# Your assignment
Below are records; reproduce exactly the lines from the one that has "#[derive(Clone, Debug, PartialEq, Eq)]" through the one that has "pub fn from_frame(frame: &[u8])", ends included, and nothing more.
::: Exercise data
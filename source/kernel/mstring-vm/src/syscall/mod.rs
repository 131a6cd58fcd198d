// Copyright 2024 Open Nexus OS Contributors
// SPDX-License-Identifier: Apache-2.0

//! CONTEXT: Memory-object syscall dispatcher and error handling
//! OWNERS: @kernel-team
//! PUBLIC API: SyscallTable, Args, Error, Handler, SYSCALL_* IDs, MEMOBJ_CTL_* commands
//! DEPENDS_ON: memobj::registry, syscall::api
//! INVARIANTS: Fixed MAX_SYSCALL window; stable IDs; decode/check/execute discipline

pub mod api;

use core::fmt;

use crate::error::{errno, VmError};

/// Size of the dispatch window owned by the VM core.
const MAX_SYSCALL: usize = 16;

/// Result type used by syscall handlers.
pub type SysResult<T> = Result<T, Error>;

/// Syscall arguments passed in registers a0-a5.
#[derive(Default, Clone, Copy)]
pub struct Args {
    regs: [usize; 6],
}

impl Args {
    /// Creates a new argument pack from the provided registers.
    pub const fn new(regs: [usize; 6]) -> Self {
        Self { regs }
    }

    /// Returns the raw register at `index`.
    pub fn get(&self, index: usize) -> usize {
        self.regs[index]
    }
}

/// Creates a page-cache or proxy memory object.
pub const SYSCALL_MEMOBJ_CREATE: usize = 0;
/// Queries or reconfigures a memory object.
pub const SYSCALL_MEMOBJ_CTL: usize = 1;

/// `SYSCALL_MEMOBJ_CTL` sub-commands.
pub const MEMOBJ_CTL_GET_INFO: usize = 0;
pub const MEMOBJ_CTL_CHANGE_INFO: usize = 1;
pub const MEMOBJ_CTL_TRUNCATE: usize = 2;
pub const MEMOBJ_CTL_SET_BACKEND: usize = 3;
pub const MEMOBJ_CTL_GET_BACKEND: usize = 4;
pub const MEMOBJ_CTL_PUT_PAGE: usize = 5;

/// Error returned by the dispatcher and handler stack.
#[derive(Debug, Clone, Copy, PartialEq, Eq)]
pub enum Error {
    /// Syscall number not present in the dispatch table.
    InvalidSyscall,
    /// VM operation failed.
    Vm(VmError),
}

impl Error {
    /// Negative errno returned to userspace.
    pub fn errno(self) -> isize {
        match self {
            Self::InvalidSyscall => errno::ENOSYS,
            Self::Vm(err) => err.errno(),
        }
    }
}

impl From<VmError> for Error {
    fn from(value: VmError) -> Self {
        Self::Vm(value)
    }
}

impl fmt::Display for Error {
    fn fmt(&self, f: &mut fmt::Formatter<'_>) -> fmt::Result {
        match self {
            Self::InvalidSyscall => f.write_str("invalid syscall"),
            Self::Vm(err) => write!(f, "{}", err),
        }
    }
}

/// Type alias for a syscall handler.
pub type Handler = fn(&mut api::Context<'_>, &Args) -> SysResult<usize>;

/// Dispatch table storing handlers by syscall number.
pub struct SyscallTable {
    handlers: [Option<Handler>; MAX_SYSCALL],
}

impl SyscallTable {
    /// Creates an empty dispatch table.
    pub const fn new() -> Self {
        const NONE: Option<Handler> = None;
        Self { handlers: [NONE; MAX_SYSCALL] }
    }

    /// Registers a handler.
    pub fn register(&mut self, number: usize, handler: Handler) {
        if number < MAX_SYSCALL {
            self.handlers[number] = Some(handler);
        }
    }

    /// Executes the handler referenced by `number`.
    #[must_use]
    pub fn dispatch(
        &self,
        number: usize,
        ctx: &mut api::Context<'_>,
        args: &Args,
    ) -> SysResult<usize> {
        self.handlers
            .get(number)
            .and_then(|entry| *entry)
            .ok_or(Error::InvalidSyscall)
            .and_then(|handler| handler(ctx, args))
    }

    /// Dispatches and folds the outcome into the register returned to userspace.
    pub fn dispatch_raw(&self, number: usize, ctx: &mut api::Context<'_>, args: &Args) -> isize {
        match self.dispatch(number, ctx, args) {
            Ok(value) => value as isize,
            Err(err) => {
                log::debug!(target: "syscall", "syscall {} failed: {}", number, err);
                err.errno()
            }
        }
    }
}

impl Default for SyscallTable {
    fn default() -> Self {
        Self::new()
    }
}
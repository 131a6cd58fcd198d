// Copyright 2024 Open Nexus OS Contributors
// SPDX-License-Identifier: Apache-2.0

//! Copy-on-write: marking pages shared at fork and breaking the share on write.

use super::Fault;
use crate::diag::stats::{bump, stats};
use crate::error::{VmError, VmResult};
use crate::memobj::MemObjFlags;
use crate::mm::{AddressSpace, FrameFlags, FramePool, PageAttrs, PageTable, ReverseMap, VmRange};
use crate::types::{AsId, MemObjId, PageIndex, VirtAddr};

/// Prepares `frame` to be mapped copy-on-write by `child` at `va`.
///
/// A privately owned frame is converted to shared rmap tracking under
/// `memobj` and marked COW; the child's mapping is then registered.
pub fn prepare_page_for_cow(
    frames: &dyn FramePool,
    rmap: &dyn ReverseMap,
    frame: PageIndex,
    child: AsId,
    va: VirtAddr,
    memobj: MemObjId,
) -> VmResult<()> {
    let desc = frames.frame(frame);
    if !desc.flags().contains(FrameFlags::COW) && desc.refcount() == 1 {
        rmap.anon_to_shared(frame, memobj)?;
        desc.set_flags(FrameFlags::COW | FrameFlags::SHARED);
    }
    rmap.register_shared(frame, child, va, memobj)
}

/// Duplicates the present pages of `range` from `parent` into `child`.
///
/// Private ranges end up write-protected on both sides; ranges of SHARED
/// objects map the same frames with full attributes. On error the pages
/// handled so far stay shared and the caller tears the child down.
pub fn share_range_for_fork(
    parent: &AddressSpace,
    child: &AddressSpace,
    range: &VmRange,
) -> VmResult<()> {
    let frames = parent.frames();
    let rmap = parent.rmap();
    let memobj = range.memobj.id();
    let shared = range.memobj.flags().contains(MemObjFlags::SHARED);
    let readonly = range.attrs - PageAttrs::WRITE;

    let mut ptable = parent.lock_table();
    let mut ctable = child.lock_table();
    let mut copied = 0u64;
    for index in 0..range.pages {
        let va = range.page(index).ok_or(VmError::InvalidArgs)?;
        let Some(frame) = ptable.translate(va) else {
            continue;
        };
        if shared {
            ctable.map_one(va, frame, range.attrs)?;
            if let Err(err) = rmap.register_shared(frame, child.id(), va, memobj) {
                ctable.unmap(va, 1, true)?;
                return Err(err);
            }
        } else {
            prepare_page_for_cow(frames, rmap, frame, child.id(), va, memobj)?;
            let mapped = ptable
                .map_one(va, frame, readonly)
                .and_then(|()| ctable.map_one(va, frame, readonly));
            if let Err(err) = mapped {
                rmap.unregister(frame, child.id(), va);
                return Err(err);
            }
        }
        copied += 1;
    }
    log::debug!(
        target: "fault",
        "fork as {} -> {}: {} pages of {} {}",
        parent.id(),
        child.id(),
        copied,
        range.start,
        if shared { "shared" } else { "cow" }
    );
    Ok(())
}

/// Replaces the COW frame `old` mapped at the faulting page with a private copy.
pub(super) fn break_cow(
    fault: &Fault<'_>,
    table: &mut PageTable,
    old: PageIndex,
) -> VmResult<()> {
    let space = fault.space;
    let frames = space.frames();
    let rmap = space.rmap();
    let page = fault.page();

    let new = frames.alloc_frame().ok_or(VmError::OutOfMemory)?;
    frames.copy_frame(new, old);
    frames.frame(new).set_offset(frames.frame(old).offset());
    if let Err(err) = rmap.register_anon(new, space.id(), page) {
        frames.free_frame(new);
        return Err(err);
    }
    // Keep `old` alive until its rmap entry is gone; the map commit drops
    // the page-table pin.
    frames.frame(old).pin();
    if let Err(err) = table.map_one(page, new, fault.range.attrs) {
        frames.frame(old).unpin();
        rmap.unregister(new, space.id(), page);
        frames.free_frame(new);
        return Err(err);
    }
    rmap.unregister(old, space.id(), page);
    frames.put_frame(old);
    bump(&stats().cow_copies);
    log::trace!(target: "fault", "cow as {} {} {} -> {}", space.id(), page, old, new);
    Ok(())
}
// Copyright 2024 Open Nexus OS Contributors
// SPDX-License-Identifier: Apache-2.0

//! Kernel side of the channel used to reach pager servers.
//!
//! The transport itself (ports, endpoint queues, blocking) lives outside the
//! VM core; this module only fixes the message shape and the call contract.

use alloc::vec::Vec;

pub mod header;

use header::{MessageHeader, HEADER_LEN};

/// Error returned by channel operations.
#[derive(Debug, Clone, Copy, PartialEq, Eq)]
pub enum IpcError {
    /// The peer closed its end of the channel.
    Disconnected,
    /// The peer queue is full.
    QueueFull,
    /// A frame could not be parsed.
    Malformed,
}

/// Message combining header and inline payload.
#[derive(Clone, Debug, PartialEq, Eq)]
pub struct Message {
    pub header: MessageHeader,
    pub payload: Vec<u8>,
}

impl Message {
    /// Creates a message and truncates the payload length to match `header.len`.
    pub fn new(header: MessageHeader, payload: Vec<u8>) -> Self {
        let mut payload = payload;
        payload.truncate(header.len as usize);
        Self { header, payload }
    }

    /// Encodes header and payload into one contiguous frame.
    pub fn to_frame(&self) -> Vec<u8> {
        let mut frame = Vec::with_capacity(HEADER_LEN + self.payload.len());
        frame.extend_from_slice(&self.header.to_le_bytes());
        frame.extend_from_slice(&self.payload);
        frame
    }

    /// Decodes a frame produced by [`Message::to_frame`].
    pub fn from_frame(frame: &[u8]) -> Result<Self, IpcError> {
        let header = MessageHeader::parse(frame).ok_or(IpcError::Malformed)?;
        let body = &frame[HEADER_LEN..];
        if body.len() != header.len as usize {
            return Err(IpcError::Malformed);
        }
        Ok(Self { header, payload: body.to_vec() })
    }
}

/// Synchronous request/reply channel owned by a proxy memory object.
///
/// `call` blocks the calling kernel thread until the server replies; callers
/// must not hold page-table or VM-range locks across it.
pub trait Channel: Send + Sync {
    /// Sends `request` and waits for the matching reply.
    fn call(&self, request: Message) -> Result<Message, IpcError>;

    /// Sends a one-way notification.
    fn notify(&self, message: Message) -> Result<(), IpcError>;
}
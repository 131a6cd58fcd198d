// Copyright 2024 Open Nexus OS Contributors
// SPDX-License-Identifier: Apache-2.0

//! CONTEXT: Memory management core (frames, PDEs, 4-level page tables, address spaces)
//! OWNERS: @kernel-mm-team
//! PUBLIC API: PageTable, AddressSpace, Pde, PageAttrs, FramePool, VmRange, ReverseMap
//! DEPENDS_ON: arch::x86_64 (TLB), diag, error
//! INVARIANTS: Present PDE <=> target frame pinned; directory pin count == present entries

pub mod address_space;
pub mod frame;
pub mod page_table;
pub mod pde;
pub mod range;
pub mod rmap;

/// Size of a single page in bytes.
pub const PAGE_SIZE: usize = 4096;
/// log2 of [`PAGE_SIZE`].
pub const PAGE_SHIFT: u32 = 12;

pub use address_space::AddressSpace;
pub use frame::{FrameFlags, FramePool, PageFrame};
pub use page_table::{PageTable, PtVerifyError, VPN_LIMIT};
pub use pde::{PageAttrs, Pde, PdeFlags};
pub use range::{RangeLookup, VmRange};
pub use rmap::ReverseMap;

#[cfg(test)]
mod tests_prop;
::::::
# Expected answer
#[derive(Clone, Debug, PartialEq, Eq)]
pub struct Message {
    pub header: MessageHeader,
    pub payload: Vec<u8>,
}

impl Message {
    /// Creates a message and truncates the payload length to match `header.len`.
    pub fn new(header: MessageHeader, payload: Vec<u8>) -> Self {
        let mut payload = payload;
        payload.truncate(header.len as usize);
        Self { header, payload }
    }

    /// Encodes header and payload into one contiguous frame.
    pub fn to_frame(&self) -> Vec<u8> {
        let mut frame = Vec::with_capacity(HEADER_LEN + self.payload.len());
        frame.extend_from_slice(&self.header.to_le_bytes());
        frame.extend_from_slice(&self.payload);
        frame
    }

    /// Decodes a frame produced by [`Message::to_frame`].
    pub fn from_frame(frame: &[u8]) -> Result<Self, IpcError> {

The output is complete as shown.